TPVS was closed when toxic mold and moisture were discovered in the building in September 2018. TPVS students are bused to Woodstock Elementary School, where they are taught in a school within a school.
There is no funding for reopening TPVS in the draft budget and Patti Kuzmickas, Pomfret representative on the WCUSD finance committee, urged a decision regarding the school. The decision would be either to do whatever it takes to reopen the school, or to give it back to the town.
TPVS has a history of moisture problems and failed attempts at a resolution. The WCUSD board can’t occupy the building until the problems are solved, and is committed to restoring to use what Superintendent Mary Beth Banios has called “a valuable district asset.”
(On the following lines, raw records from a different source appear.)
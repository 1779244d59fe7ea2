use actix_web::{web, HttpResponse, Responder};
use std::sync::Arc;
use validator::Validate;

use crate::core::{Recommender, RecommendError};
use crate::models::{
    DonorSummaryResponse, ErrorResponse, HealthResponse, MatchEntry, RecommendRequest,
    RecommendResponse,
};

/// Application state shared across all handlers
#[derive(Clone)]
pub struct AppState {
    pub recommender: Arc<Recommender>,
    pub max_top_n: usize,
}

/// Configure all donor-related routes
pub fn configure(cfg: &mut web::ServiceConfig) {
    cfg
        .route("/health", web::get().to(health_check))
        .route("/donors/summary", web::get().to(donor_summary))
        .route("/donors/recommend", web::post().to(recommend_donors));
}

/// Health check endpoint
async fn health_check(state: web::Data<AppState>) -> impl Responder {
    HttpResponse::Ok().json(HealthResponse {
        status: "healthy".to_string(),
        version: env!("CARGO_PKG_VERSION").to_string(),
        timestamp: chrono::Utc::now(),
        donors_loaded: state.recommender.donors().len(),
    })
}

/// Loaded donor table summary
///
/// GET /api/v1/donors/summary
async fn donor_summary(state: web::Data<AppState>) -> impl Responder {
    let donors = state.recommender.donors();
    HttpResponse::Ok().json(DonorSummaryResponse {
        columns: donors.columns.clone(),
        donor_count: donors.len(),
        missing_columns: donors.missing_required_columns(),
    })
}

/// Recommend donors endpoint
///
/// POST /api/v1/donors/recommend
///
/// Request body:
/// ```json
/// {
///   "name": "string",
///   "bloodGroupNeeded": "O+",
///   "age": 42,
///   "location": "string",
///   "urgency": 7,
///   "limit": 3
/// }
/// ```
async fn recommend_donors(
    state: web::Data<AppState>,
    req: web::Json<RecommendRequest>,
) -> impl Responder {
    if let Err(errors) = req.validate() {
        tracing::info!("Validation failed for recommend request: field_errors={:?}", errors);
        return HttpResponse::BadRequest().json(ErrorResponse {
            error: "Validation failed".to_string(),
            message: errors.to_string(),
            status_code: 400,
        });
    }

    let top_n = req
        .limit
        .map(usize::from)
        .unwrap_or_else(|| state.recommender.default_top_n())
        .min(state.max_top_n);

    let query = req.to_query();

    tracing::info!(
        "Recommending donors for {} (blood group: {}, limit: {})",
        query.name,
        query.blood_group_needed,
        top_n
    );

    match state.recommender.recommend_top(&query, top_n) {
        Ok(result) => HttpResponse::Ok().json(RecommendResponse {
            recipient: query.name,
            matches: result.matches.into_iter().map(MatchEntry::from).collect(),
            total_donors: result.total_donors,
            skipped_rows: result.skipped,
            warning: result.warning.map(|w| w.to_string()),
        }),
        Err(RecommendError::Feature(e)) => {
            HttpResponse::UnprocessableEntity().json(ErrorResponse {
                error: format!("Column '{}' not usable in the donor dataset", e.field()),
                message: e.to_string(),
                status_code: 422,
            })
        }
        Err(RecommendError::Model(e)) => {
            tracing::error!("Scoring failed for {}: {}", query.name, e);
            HttpResponse::InternalServerError().json(ErrorResponse {
                error: "Scoring failed".to_string(),
                message: e.to_string(),
                status_code: 500,
            })
        }
    }
}
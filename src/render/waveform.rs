use std::f64::consts::PI;

use crate::audio::track::AudioTrack;
use crate::foundation::core::FrameIndex;
use crate::render::params::RenderParams;

/// A rendered frame as opaque straight-alpha RGBA8 pixels.
#[derive(Clone, Debug)]
pub struct FrameRgba {
    /// Frame width in pixels.
    pub width: u32,
    /// Frame height in pixels.
    pub height: u32,
    /// RGBA8 bytes, tightly packed, row-major.
    pub data: Vec<u8>,
}

/// Fixed gain applied to raw sample amplitudes before the height cap.
const AMPLITUDE_GAIN: f64 = 4.0;
/// Peak curve height as a fraction of the frame height.
const MAX_AMPLITUDE_RATIO: f64 = 0.4;
/// Spatial phase span of the sinusoid across the frame width (four cycles).
const PHASE_SPAN: f64 = 8.0 * PI;
/// Stroke width of the rasterized curve in pixels.
const STROKE_PX: u32 = 2;

/// Render one waveform frame.
///
/// Pure and deterministic: repeated calls with identical inputs produce
/// bit-identical output, which makes frames safe to recompute on any worker.
///
/// The visualization is a fixed-phase sinusoid spanning the frame width whose
/// peak height follows the loudness at this frame's sample position — a
/// pulsing curve, not a scrolling oscillogram. A sample position past the end
/// of the track renders as a flat line.
pub fn render_waveform_frame(
    track: &AudioTrack,
    params: &RenderParams,
    total_frames: u64,
    frame: FrameIndex,
) -> FrameRgba {
    let canvas = params.canvas();
    let width = canvas.width;
    let height = canvas.height;

    let mut data = vec![0u8; (width as usize) * (height as usize) * 4];
    let bg = params.background_color().to_rgba8();
    for px in data.chunks_exact_mut(4) {
        px.copy_from_slice(&bg);
    }

    let amplitude_px = frame_amplitude_px(track, total_frames, frame, height);

    let center_y = i64::from(height / 2);
    let wave = params.wave_color().to_rgba8();
    let mut prev: Option<(i64, i64)> = None;
    for x in 0..width {
        let phase = f64::from(x) / f64::from(width) * PHASE_SPAN;
        let y_offset = (amplitude_px * phase.sin()) as i64;
        let y = (center_y + y_offset).clamp(0, i64::from(height) - 1);
        let point = (i64::from(x), y);
        if let Some(prev) = prev {
            draw_line(&mut data, width, height, prev, point, wave);
        }
        prev = Some(point);
    }

    if let Some(avatar) = params.avatar() {
        avatar.composite_onto(&mut data, width);
    }

    FrameRgba {
        width,
        height,
        data,
    }
}

/// Peak curve height in pixels for `frame`.
///
/// The frame maps to `floor(frame * total_samples / total_frames)`; positions
/// past the end of the track (possible at the last frame after rounding) are
/// silent rather than an error.
fn frame_amplitude_px(
    track: &AudioTrack,
    total_frames: u64,
    frame: FrameIndex,
    height: u32,
) -> f64 {
    if total_frames == 0 {
        return 0.0;
    }
    let total_samples = track.sample_count() as u64;
    let current_sample =
        ((u128::from(frame.0) * u128::from(total_samples)) / u128::from(total_frames)) as u64;

    let Some(&sample) = track.samples().get(current_sample as usize) else {
        return 0.0;
    };

    let max_amplitude = f64::from(height) * MAX_AMPLITUDE_RATIO;
    (f64::from(sample.abs()) * AMPLITUDE_GAIN * max_amplitude).min(max_amplitude)
}

/// Rasterize a line segment with a [`STROKE_PX`]-wide stamp (Bresenham).
fn draw_line(
    data: &mut [u8],
    width: u32,
    height: u32,
    from: (i64, i64),
    to: (i64, i64),
    rgba: [u8; 4],
) {
    let (mut x, mut y) = from;
    let (x1, y1) = to;

    let dx = (x1 - x).abs();
    let dy = -(y1 - y).abs();
    let sx = if x < x1 { 1 } else { -1 };
    let sy = if y < y1 { 1 } else { -1 };
    let mut err = dx + dy;

    loop {
        stamp(data, width, height, x, y, rgba);
        if x == x1 && y == y1 {
            break;
        }
        let e2 = 2 * err;
        if e2 >= dy {
            err += dy;
            x += sx;
        }
        if e2 <= dx {
            err += dx;
            y += sy;
        }
    }
}

fn stamp(data: &mut [u8], width: u32, height: u32, x: i64, y: i64, rgba: [u8; 4]) {
    let half = i64::from(STROKE_PX / 2);
    for oy in -half..i64::from(STROKE_PX) - half {
        for ox in -half..i64::from(STROKE_PX) - half {
            let px = x + ox;
            let py = y + oy;
            if px < 0 || py < 0 || px >= i64::from(width) || py >= i64::from(height) {
                continue;
            }
            let idx = ((py as usize) * (width as usize) + (px as usize)) * 4;
            data[idx..idx + 4].copy_from_slice(&rgba);
        }
    }
}
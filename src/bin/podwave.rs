use std::path::PathBuf;

use clap::{Parser, Subcommand};
use tracing_subscriber::EnvFilter;

use podwave::{
    Canvas, Color, ConcatOpts, Fps, RenderOpts, WaveformVideoOpts, concat_audio,
    create_waveform_video, merge_videos,
};

#[derive(Parser, Debug)]
#[command(name = "podwave", version)]
struct Cli {
    #[command(subcommand)]
    cmd: Command,
}

#[derive(Subcommand, Debug)]
enum Command {
    /// Render an animated waveform MP4 for one audio clip (requires `ffmpeg` on PATH).
    Render(RenderArgs),
    /// Merge audio clips from a concat manifest, stamping chapter markers.
    Concat(ConcatArgs),
    /// Merge fragment videos into one episode MP4.
    Merge(MergeArgs),
}

#[derive(Parser, Debug)]
struct RenderArgs {
    /// Input audio file.
    #[arg(long = "in")]
    in_path: PathBuf,

    /// Output MP4 path.
    #[arg(long)]
    out: PathBuf,

    /// Frame width in pixels (must be even).
    #[arg(long, default_value_t = 1280)]
    width: u32,

    /// Frame height in pixels (must be even).
    #[arg(long, default_value_t = 720)]
    height: u32,

    /// Frame rate.
    #[arg(long, default_value_t = 30)]
    fps: u32,

    /// Waveform color as #RRGGBB hex.
    #[arg(long, default_value = "#00FF00")]
    color: Color,

    /// Background color as #RRGGBB hex.
    #[arg(long, default_value = "#333333")]
    background: Color,

    /// Optional avatar image composited at frame center.
    #[arg(long)]
    avatar: Option<PathBuf>,

    /// Override the worker pool size (defaults to cores minus one).
    #[arg(long)]
    workers: Option<usize>,

    /// Disable frame-level parallelism.
    #[arg(long, default_value_t = false)]
    sequential: bool,

    /// Overwrite the output file if it already exists.
    #[arg(long, default_value_t = true)]
    overwrite: bool,
}

#[derive(Parser, Debug)]
struct ConcatArgs {
    /// Concat manifest file (`file PATH` per line).
    #[arg(long = "in")]
    in_path: PathBuf,

    /// Merged audio output path.
    #[arg(long)]
    out: PathBuf,

    /// Output sample rate in Hz.
    #[arg(long, default_value_t = 44_100)]
    sample_rate: u32,

    /// Output channel count.
    #[arg(long, default_value_t = 2)]
    channels: u16,

    /// Output bitrate.
    #[arg(long, default_value = "192k")]
    bitrate: String,
}

#[derive(Parser, Debug)]
struct MergeArgs {
    /// Output episode MP4 path.
    #[arg(long)]
    out: PathBuf,

    /// Fragment videos in episode order.
    #[arg(required = true)]
    videos: Vec<PathBuf>,
}

fn main() -> anyhow::Result<()> {
    init_tracing();

    let cli = Cli::parse();
    match cli.cmd {
        Command::Render(args) => cmd_render(args),
        Command::Concat(args) => cmd_concat(args),
        Command::Merge(args) => cmd_merge(args),
    }
}

fn cmd_render(args: RenderArgs) -> anyhow::Result<()> {
    let opts = WaveformVideoOpts {
        canvas: Canvas {
            width: args.width,
            height: args.height,
        },
        fps: Fps::new(args.fps, 1)?,
        wave_color: args.color,
        background_color: args.background,
        avatar_path: args.avatar,
        render: RenderOpts {
            parallel: !args.sequential,
            workers: args.workers,
            ..RenderOpts::default()
        },
        overwrite: args.overwrite,
    };

    let stats = create_waveform_video(&args.in_path, &args.out, &opts)?;
    eprintln!(
        "wrote {} ({} frames, {} workers)",
        args.out.display(),
        stats.frames_total,
        stats.workers
    );
    Ok(())
}

fn cmd_concat(args: ConcatArgs) -> anyhow::Result<()> {
    let opts = ConcatOpts {
        sample_rate: args.sample_rate,
        channels: args.channels,
        bitrate: args.bitrate,
        ..ConcatOpts::default()
    };

    let timeline = concat_audio(&args.in_path, &args.out, &opts)?;
    eprintln!(
        "wrote {} ({} segments, {})",
        args.out.display(),
        timeline.segments.len(),
        podwave::format_hms(timeline.total_duration_secs)
    );
    Ok(())
}

fn cmd_merge(args: MergeArgs) -> anyhow::Result<()> {
    merge_videos(&args.videos, &args.out)?;
    eprintln!("wrote {}", args.out.display());
    Ok(())
}

fn init_tracing() {
    let _ = tracing_subscriber::fmt()
        .with_env_filter(
            EnvFilter::try_from_default_env().unwrap_or_else(|_| EnvFilter::new("info")),
        )
        .try_init();
}
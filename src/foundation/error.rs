/// Convenience result type used across Podwave.
pub type PodwaveResult<T> = Result<T, PodwaveError>;

/// Top-level error taxonomy used by pipeline APIs.
#[derive(thiserror::Error, Debug)]
pub enum PodwaveError {
    /// Invalid user-provided input: manifest shape, colors, canvas sizes.
    #[error("validation error: {0}")]
    Validation(String),

    /// Media probe/decode collaborator failures (ffprobe, ffmpeg decode).
    #[error("media error: {0}")]
    Media(String),

    /// Encode subprocess failures (ffmpeg encode, concat, mux, metadata).
    #[error("encode error: {0}")]
    Encode(String),

    /// Frame render job failures (worker errors, ordering violations).
    #[error("render error: {0}")]
    Render(String),

    /// Wrapped lower-level error from dependencies or IO.
    #[error(transparent)]
    Other(#[from] anyhow::Error),
}

impl PodwaveError {
    /// Build a [`PodwaveError::Validation`] value.
    pub fn validation(msg: impl Into<String>) -> Self {
        Self::Validation(msg.into())
    }

    /// Build a [`PodwaveError::Media`] value.
    pub fn media(msg: impl Into<String>) -> Self {
        Self::Media(msg.into())
    }

    /// Build a [`PodwaveError::Encode`] value.
    pub fn encode(msg: impl Into<String>) -> Self {
        Self::Encode(msg.into())
    }

    /// Build a [`PodwaveError::Render`] value.
    pub fn render(msg: impl Into<String>) -> Self {
        Self::Render(msg.into())
    }
}
//! Asset loading and the media collaborator boundary.

/// Speaker avatar decode, resize and circular-mask preparation.
pub mod avatar;
/// Colors for waveform strokes and backgrounds.
pub mod color;
/// `ffprobe`/`ffmpeg` probing and PCM decoding.
pub mod media;
use std::path::Path;
use std::sync::Arc;

use crate::assets::media;
use crate::foundation::core::Fps;
use crate::foundation::error::{PodwaveError, PodwaveResult};

/// Immutable mono audio track owned by one render job.
///
/// Samples are normalized floating-point amplitudes (roughly [-1, 1]) behind
/// an `Arc`, so broadcasting the track to pool workers is a cheap clone and
/// the data is never copied or mutated after load.
#[derive(Clone, Debug)]
pub struct AudioTrack {
    samples: Arc<Vec<f32>>,
    sample_rate: u32,
}

impl AudioTrack {
    /// Build a track from raw mono samples.
    pub fn from_samples(samples: Vec<f32>, sample_rate: u32) -> PodwaveResult<Self> {
        if sample_rate == 0 {
            return Err(PodwaveError::validation(
                "audio track sample_rate must be non-zero",
            ));
        }
        Ok(Self {
            samples: Arc::new(samples),
            sample_rate,
        })
    }

    /// Decode a source file into a mono track at its native sample rate.
    pub fn load(path: &Path) -> PodwaveResult<Self> {
        let info = media::probe_audio(path)?;
        let pcm = media::decode_audio_f32_mono(path, info.sample_rate)?;
        Self::from_samples(pcm.samples, pcm.sample_rate)
    }

    /// Borrow the sample data.
    pub fn samples(&self) -> &[f32] {
        &self.samples
    }

    /// Number of samples in the track.
    pub fn sample_count(&self) -> usize {
        self.samples.len()
    }

    /// Sample rate in Hz.
    pub fn sample_rate(&self) -> u32 {
        self.sample_rate
    }

    /// Track duration in seconds (`sample_count / sample_rate`).
    pub fn duration_secs(&self) -> f64 {
        self.samples.len() as f64 / f64::from(self.sample_rate)
    }

    /// Total output frame count at `fps`, using ceil semantics.
    pub fn total_frames(&self, fps: Fps) -> u64 {
        fps.secs_to_frames_ceil(self.duration_secs())
    }
}
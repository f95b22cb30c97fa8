//! Podwave renders podcast-style animated waveform videos.
//!
//! The pipeline is built from three operations:
//!
//! - Merge narration clips into one track with chapter markers and a
//!   machine-readable timeline ([`concat_audio`])
//! - Render an amplitude-driven waveform visualization for a clip, computing
//!   frames on a worker pool and streaming them in strict index order into an
//!   `ffmpeg`-backed sink ([`create_waveform_video`])
//! - Assemble per-clip fragment videos into one episode ([`merge_videos`])
//!
//! Frame rendering is pure and deterministic; all `ffmpeg`/`ffprobe`
//! invocations are synchronous subprocess calls behind narrow seams.
#![forbid(unsafe_code)]
#![deny(missing_docs)]

mod foundation;

/// Asset loading and the media collaborator boundary.
pub mod assets;
/// Audio data owned by render jobs.
pub mod audio;
/// Encoding sinks and `ffmpeg` container operations.
pub mod encode;
/// Job orchestration: waveform video jobs and episode assembly.
pub mod pipeline;
/// Frame rendering: parameters, rasterizer, parallel scheduler.
pub mod render;
/// Merge timelines, chapter metadata and sidecars.
pub mod timeline;

pub use crate::foundation::core::{Canvas, FrameIndex, FrameRange, Fps, format_hms};
pub use crate::foundation::error::{PodwaveError, PodwaveResult};

pub use crate::assets::color::Color;
pub use crate::audio::track::AudioTrack;
pub use crate::encode::ffmpeg::{FfmpegSink, FfmpegSinkOpts};
pub use crate::encode::sink::{FrameSink, InMemorySink, SinkConfig};
pub use crate::pipeline::{WaveformVideoOpts, create_waveform_video, merge_videos};
pub use crate::render::params::RenderParams;
pub use crate::render::scheduler::{RenderOpts, RenderStats, render_frames, render_waveform_range};
pub use crate::render::waveform::{FrameRgba, render_waveform_frame};
pub use crate::timeline::builder::{SegmentSpec, Timeline, TimelineSegment, build_timeline};
pub use crate::timeline::concat::{ConcatManifest, ConcatOpts, concat_audio};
Engineers recommend a specialized HVAC system costing $100,000, saying it should sufficiently dehumidify the building. Extensive drainage alterations and repair have already been performed, as well as elaborate air testing, soil analysis and structural cleaning.
The problem — where to find $100,000 to pay for the new system.
The finance committee is already struggling to avoid projected FY2021 per/student expenses above $18,756 which would result in a state penalty. TPVS investment is not in the proposed budget.
Financing through a bond was considered, but the board decided to locate funds within the budget instead. No TPVS funding in the budget has led to frustration among Pomfret and Bridgewater residents.
Pomfret resident Bob Crean suggested a much less expensive deep clean and retesting to see if the completed work sufficiently improved conditions at TPVS. If it has, Crean said, the board could open the school and avoid spending $100,000 for the HVAC system.
Asked about the Crean suggestion, Banios wrote to The Mountain Times, “To date, the board has asked us to look at putting the HVAC system in the budget — we have not been asked … to explore any other options.”
Bob Coates, the other Pomfret rep on the WCUSD Board, said in an email he concurs with Banios regarding TPVS, but added, “I am hoping that [drainage work completed] reduces the moisture in the building. Now that the perimeter drains have been fixed and culverts installed for rain water, we can take some time to see if it helps with moisture levels.”
He believes a returned school must be an intact, occupiable building, as TPVS was when the district took ownership – before the summer conditions that produced the mold issue.
In other words, they might legally have to spend the money before giving the building back to Pomfret.
Banios said, “There is also a new committee tasked with looking at potential use options for the school, but they are in the very early organizational stages of their work.”
Floated ideas have included kindergarten only, with some satellite administration offices.
The superintendent warned not to “get ahead of decision making and board processing, … the situation requires careful consideration and the associated time to determine the best pathway forward.”